## INSTRUCTIONS FOR THE TASK:
Where does the string "configuration" appear in the listing below? Copy every line where it does.

## INFORMATION:
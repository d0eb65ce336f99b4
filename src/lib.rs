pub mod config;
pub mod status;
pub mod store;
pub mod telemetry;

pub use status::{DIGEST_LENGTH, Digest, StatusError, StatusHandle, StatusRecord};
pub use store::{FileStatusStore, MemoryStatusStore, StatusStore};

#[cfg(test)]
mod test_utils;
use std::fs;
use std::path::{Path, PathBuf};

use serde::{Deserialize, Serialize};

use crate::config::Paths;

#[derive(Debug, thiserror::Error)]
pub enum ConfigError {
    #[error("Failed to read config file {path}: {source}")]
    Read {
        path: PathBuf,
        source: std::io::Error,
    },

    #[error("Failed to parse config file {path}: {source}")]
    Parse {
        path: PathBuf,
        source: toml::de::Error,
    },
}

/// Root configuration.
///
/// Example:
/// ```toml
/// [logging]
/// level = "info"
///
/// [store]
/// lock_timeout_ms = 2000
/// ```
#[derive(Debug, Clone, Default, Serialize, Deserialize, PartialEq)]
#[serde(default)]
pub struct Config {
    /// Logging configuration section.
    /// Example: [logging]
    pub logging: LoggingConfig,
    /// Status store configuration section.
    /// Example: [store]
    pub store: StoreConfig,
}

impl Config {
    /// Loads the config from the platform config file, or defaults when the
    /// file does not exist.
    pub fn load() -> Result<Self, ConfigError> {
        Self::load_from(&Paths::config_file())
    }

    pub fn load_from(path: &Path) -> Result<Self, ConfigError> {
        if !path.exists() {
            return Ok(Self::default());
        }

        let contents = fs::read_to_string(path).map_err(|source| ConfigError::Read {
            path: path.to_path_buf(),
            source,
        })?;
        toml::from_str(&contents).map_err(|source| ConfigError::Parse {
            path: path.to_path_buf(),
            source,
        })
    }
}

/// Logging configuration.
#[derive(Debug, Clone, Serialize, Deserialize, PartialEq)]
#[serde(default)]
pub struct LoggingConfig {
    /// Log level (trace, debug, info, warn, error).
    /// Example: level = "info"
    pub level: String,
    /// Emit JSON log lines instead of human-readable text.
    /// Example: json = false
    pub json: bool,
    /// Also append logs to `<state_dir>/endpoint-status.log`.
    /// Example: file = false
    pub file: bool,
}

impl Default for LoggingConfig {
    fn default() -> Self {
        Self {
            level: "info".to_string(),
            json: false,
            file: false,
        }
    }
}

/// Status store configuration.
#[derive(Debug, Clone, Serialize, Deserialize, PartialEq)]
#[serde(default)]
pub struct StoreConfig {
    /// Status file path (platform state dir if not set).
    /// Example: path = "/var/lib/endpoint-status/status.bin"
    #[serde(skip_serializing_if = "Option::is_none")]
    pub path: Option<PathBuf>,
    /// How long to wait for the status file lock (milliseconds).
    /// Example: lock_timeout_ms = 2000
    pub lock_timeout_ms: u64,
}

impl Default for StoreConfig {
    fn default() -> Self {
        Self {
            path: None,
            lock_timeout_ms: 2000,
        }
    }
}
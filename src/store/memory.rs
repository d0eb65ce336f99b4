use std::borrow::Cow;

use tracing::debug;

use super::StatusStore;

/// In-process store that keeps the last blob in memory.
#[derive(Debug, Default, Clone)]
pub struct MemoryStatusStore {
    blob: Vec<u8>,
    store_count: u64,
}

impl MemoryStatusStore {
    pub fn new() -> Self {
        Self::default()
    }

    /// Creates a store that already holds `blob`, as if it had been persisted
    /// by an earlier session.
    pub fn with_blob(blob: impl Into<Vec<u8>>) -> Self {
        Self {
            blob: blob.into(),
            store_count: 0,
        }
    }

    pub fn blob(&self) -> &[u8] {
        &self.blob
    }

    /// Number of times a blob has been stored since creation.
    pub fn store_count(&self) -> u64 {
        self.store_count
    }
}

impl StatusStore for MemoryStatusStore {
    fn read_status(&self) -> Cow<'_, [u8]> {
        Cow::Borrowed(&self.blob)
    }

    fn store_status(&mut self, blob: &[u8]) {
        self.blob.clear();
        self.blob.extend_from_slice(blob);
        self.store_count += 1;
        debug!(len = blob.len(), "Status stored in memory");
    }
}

## RESPONSE BELOW:
/// Root configuration.
    /// Logging configuration section.
    /// Status store configuration section.
/// Logging configuration.
/// Status store configuration.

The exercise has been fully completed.